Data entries
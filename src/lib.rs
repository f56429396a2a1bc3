//! Representation similarity: centered kernel alignment (CKA) and CCA
//!
//! Based on "Similarity of Neural Network Representations Revisited" by
//! Kornblith, Norouzi, Lee and Hinton (2019).
//!
//! All functions are pure and take dense `ndarray` matrices whose rows are
//! examples. Two matrices being compared must have the same rows in the same
//! order; their feature counts may differ.

pub mod api;
pub mod cca;
pub mod centering;
pub mod cka;
pub mod core;
pub mod data;
pub mod kernel;
pub mod utils;

// Re-export main types for convenience
pub use crate::api::{Comparison, MetricScore, SimilarityReport};
pub use crate::cca::cca;
pub use crate::centering::{center_gram, hsic, CenteredGram};
pub use crate::cka::{
    cka, debiased_dot_product_similarity, feature_space_linear_cka, kernel_cka,
};
pub use crate::core::{ComparisonConfig, Estimator, Metric, Result, SimilarityError};
pub use crate::data::CSVFeatures;
pub use crate::kernel::{linear_kernel, rbf_kernel, Kernel, LinearKernel, RBFKernel};

// Version info
pub const VERSION: &str = env!("CARGO_PKG_VERSION");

■ What the task requires: In the entries above, find each line with "rows" and list it.

■ Answer section:
//! All functions are pure and take dense `ndarray` matrices whose rows are
//! examples. Two matrices being compared must have the same rows in the same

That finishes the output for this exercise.